_ACTION ITEM_. Nothing but the records beneath, reproduced exactly, should appear in the answer.

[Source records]

-*-

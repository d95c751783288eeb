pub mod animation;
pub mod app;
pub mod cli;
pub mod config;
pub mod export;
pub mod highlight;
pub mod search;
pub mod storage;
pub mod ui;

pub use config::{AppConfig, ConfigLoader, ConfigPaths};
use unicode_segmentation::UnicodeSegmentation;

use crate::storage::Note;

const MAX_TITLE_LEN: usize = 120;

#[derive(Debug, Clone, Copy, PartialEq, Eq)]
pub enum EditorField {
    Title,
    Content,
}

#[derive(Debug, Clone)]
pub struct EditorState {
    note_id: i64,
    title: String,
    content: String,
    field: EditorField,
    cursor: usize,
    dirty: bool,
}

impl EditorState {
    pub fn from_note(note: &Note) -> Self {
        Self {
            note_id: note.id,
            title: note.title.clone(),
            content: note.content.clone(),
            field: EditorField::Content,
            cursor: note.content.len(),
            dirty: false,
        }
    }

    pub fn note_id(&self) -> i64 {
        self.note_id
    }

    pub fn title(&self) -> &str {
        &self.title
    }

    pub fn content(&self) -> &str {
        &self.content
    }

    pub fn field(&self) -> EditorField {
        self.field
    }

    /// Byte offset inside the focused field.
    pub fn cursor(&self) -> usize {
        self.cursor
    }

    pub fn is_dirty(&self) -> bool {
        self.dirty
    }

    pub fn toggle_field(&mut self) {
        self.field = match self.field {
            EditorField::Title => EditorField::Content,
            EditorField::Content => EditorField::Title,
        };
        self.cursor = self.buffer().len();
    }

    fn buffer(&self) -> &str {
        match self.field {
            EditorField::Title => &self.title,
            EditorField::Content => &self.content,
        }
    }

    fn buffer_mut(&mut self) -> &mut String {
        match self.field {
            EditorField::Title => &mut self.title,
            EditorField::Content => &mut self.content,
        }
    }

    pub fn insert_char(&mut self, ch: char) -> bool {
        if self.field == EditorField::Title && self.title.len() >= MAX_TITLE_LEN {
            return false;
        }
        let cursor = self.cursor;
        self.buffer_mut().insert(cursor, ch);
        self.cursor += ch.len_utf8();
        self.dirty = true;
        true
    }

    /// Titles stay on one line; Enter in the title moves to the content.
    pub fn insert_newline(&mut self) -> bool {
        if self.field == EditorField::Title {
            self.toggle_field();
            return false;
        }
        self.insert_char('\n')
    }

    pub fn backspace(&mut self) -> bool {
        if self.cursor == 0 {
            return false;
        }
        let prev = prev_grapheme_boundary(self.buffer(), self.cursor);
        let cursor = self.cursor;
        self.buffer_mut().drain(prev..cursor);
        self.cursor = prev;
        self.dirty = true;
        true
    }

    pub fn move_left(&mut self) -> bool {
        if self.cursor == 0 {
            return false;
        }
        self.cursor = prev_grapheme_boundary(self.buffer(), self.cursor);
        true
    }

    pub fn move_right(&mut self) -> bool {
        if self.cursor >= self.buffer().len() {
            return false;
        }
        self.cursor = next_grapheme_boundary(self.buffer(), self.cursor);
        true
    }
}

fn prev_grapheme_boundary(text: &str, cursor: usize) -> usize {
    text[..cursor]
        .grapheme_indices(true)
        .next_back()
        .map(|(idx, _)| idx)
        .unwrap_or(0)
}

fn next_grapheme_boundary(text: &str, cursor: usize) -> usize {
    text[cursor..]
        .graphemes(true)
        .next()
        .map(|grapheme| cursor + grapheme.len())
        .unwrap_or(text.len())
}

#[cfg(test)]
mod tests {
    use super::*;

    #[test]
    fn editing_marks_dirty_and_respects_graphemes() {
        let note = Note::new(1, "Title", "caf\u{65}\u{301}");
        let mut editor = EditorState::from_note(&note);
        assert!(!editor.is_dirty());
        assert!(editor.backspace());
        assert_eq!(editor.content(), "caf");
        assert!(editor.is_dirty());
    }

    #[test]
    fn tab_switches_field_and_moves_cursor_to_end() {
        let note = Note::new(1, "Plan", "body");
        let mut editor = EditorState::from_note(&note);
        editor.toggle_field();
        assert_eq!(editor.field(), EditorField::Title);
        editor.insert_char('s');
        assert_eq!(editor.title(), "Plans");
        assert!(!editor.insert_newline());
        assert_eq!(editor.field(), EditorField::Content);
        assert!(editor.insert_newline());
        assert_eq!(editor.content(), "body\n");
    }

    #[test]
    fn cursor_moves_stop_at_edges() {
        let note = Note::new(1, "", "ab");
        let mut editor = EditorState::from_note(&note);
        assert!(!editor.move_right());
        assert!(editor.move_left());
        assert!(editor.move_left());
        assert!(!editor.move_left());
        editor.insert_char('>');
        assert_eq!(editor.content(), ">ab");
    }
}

-*-

_YOUR SOLUTION_.
repository d95c751783288eeb
pub mod animation;
pub mod app;
pub mod cli;
pub mod config;
pub mod export;
pub mod highlight;
pub mod search;
pub mod storage;
pub mod ui;

pub use config::{AppConfig, ConfigLoader, ConfigPaths};
use unicode_segmentation::UnicodeSegmentation;

use crate::storage::Note;

const MAX_TITLE_LEN: usize = 120;

#[derive(Debug, Clone, Copy, PartialEq, Eq)]
pub enum EditorField {
    Title,
    Content,
}

#[derive(Debug, Clone)]
pub struct EditorState {
    note_id: i64,
    title: String,
    content: String,
    field: EditorField,
    cursor: usize,
    dirty: bool,
}

impl EditorState {
    pub fn from_note(note: &Note) -> Self {
        Self {
            note_id: note.id,
            title: note.title.clone(),
            content: note.content.clone(),
            field: EditorField::Content,
            cursor: note.content.len(),
            dirty: false,
        }
    }

    pub fn note_id(&self) -> i64 {
        self.note_id
    }

    pub fn title(&self) -> &str {
        &self.title
    }

    pub fn content(&self) -> &str {
        &self.content
    }

    pub fn field(&self) -> EditorField {
        self.field
    }

    /// Byte offset inside the focused field.
    pub fn cursor(&self) -> usize {
        self.cursor
    }

    pub fn is_dirty(&self) -> bool {
        self.dirty
    }

    pub fn toggle_field(&mut self) {
        self.field = match self.field {
            EditorField::Title => EditorField::Content,
            EditorField::Content => EditorField::Title,
        };
        self.cursor = self.buffer().len();
    }

    fn buffer(&self) -> &str {
        match self.field {
            EditorField::Title => &self.title,
            EditorField::Content => &self.content,
        }
    }

    fn buffer_mut(&mut self) -> &mut String {
        match self.field {
            EditorField::Title => &mut self.title,
            EditorField::Content => &mut self.content,
        }
    }

    pub fn insert_char(&mut self, ch: char) -> bool {
        if self.field == EditorField::Title && self.title.len() >= MAX_TITLE_LEN {
            return false;
        }
        let cursor = self.cursor;
        self.buffer_mut().insert(cursor, ch);
        self.cursor += ch.len_utf8();
        self.dirty = true;
        true
    }

    /// Titles stay on one line; Enter in the title moves to the content.
    pub fn insert_newline(&mut self) -> bool {
        if self.field == EditorField::Title {
            self.toggle_field();
            return false;
        }
        self.insert_char('\n')
    }

    pub fn backspace(&mut self) -> bool {
        if self.cursor == 0 {
            return false;
        }
        let prev = prev_grapheme_boundary(self.buffer(), self.cursor);
        let cursor = self.cursor;
        self.buffer_mut().drain(prev..cursor);
        self.cursor = prev;
        self.dirty = true;
        true
    }

    pub fn move_left(&mut self) -> bool {
        if self.cursor == 0 {
            return false;
        }
        self.cursor = prev_grapheme_boundary(self.buffer(), self.cursor);
        true
    }

    pub fn move_right(&mut self) -> bool {
        if self.cursor >= self.buffer().len() {
            return false;
        }
        self.cursor = next_grapheme_boundary(self.buffer(), self.cursor);
        true
    }
}

fn prev_grapheme_boundary(text: &str, cursor: usize) -> usize {
    text[..cursor]
        .grapheme_indices(true)
        .next_back()
        .map(|(idx, _)| idx)
        .unwrap_or(0)
}

fn next_grapheme_boundary(text: &str, cursor: usize) -> usize {
    text[cursor..]
        .graphemes(true)
        .next()
        .map(|grapheme| cursor + grapheme.len())
        .unwrap_or(text.len())
}

#[cfg(test)]
mod tests {
    use super::*;

    #[test]
    fn editing_marks_dirty_and_respects_graphemes() {
        let note = Note::new(1, "Title", "caf\u{65}\u{301}");
        let mut editor = EditorState::from_note(&note);
        assert!(!editor.is_dirty());
        assert!(editor.backspace());
        assert_eq!(editor.content(), "caf");
        assert!(editor.is_dirty());
    }

    #[test]
    fn tab_switches_field_and_moves_cursor_to_end() {
        let note = Note::new(1, "Plan", "body");
        let mut editor = EditorState::from_note(&note);
        editor.toggle_field();
        assert_eq!(editor.field(), EditorField::Title);
        editor.insert_char('s');
        assert_eq!(editor.title(), "Plans");
        assert!(!editor.insert_newline());
        assert_eq!(editor.field(), EditorField::Content);
        assert!(editor.insert_newline());
        assert_eq!(editor.content(), "body\n");
    }

    #[test]
    fn cursor_moves_stop_at_edges() {
        let note = Note::new(1, "", "ab");
        let mut editor = EditorState::from_note(&note);
        assert!(!editor.move_right());
        assert!(editor.move_left());
        assert!(editor.move_left());
        assert!(!editor.move_left());
        editor.insert_char('>');
        assert_eq!(editor.content(), ">ab");
    }
}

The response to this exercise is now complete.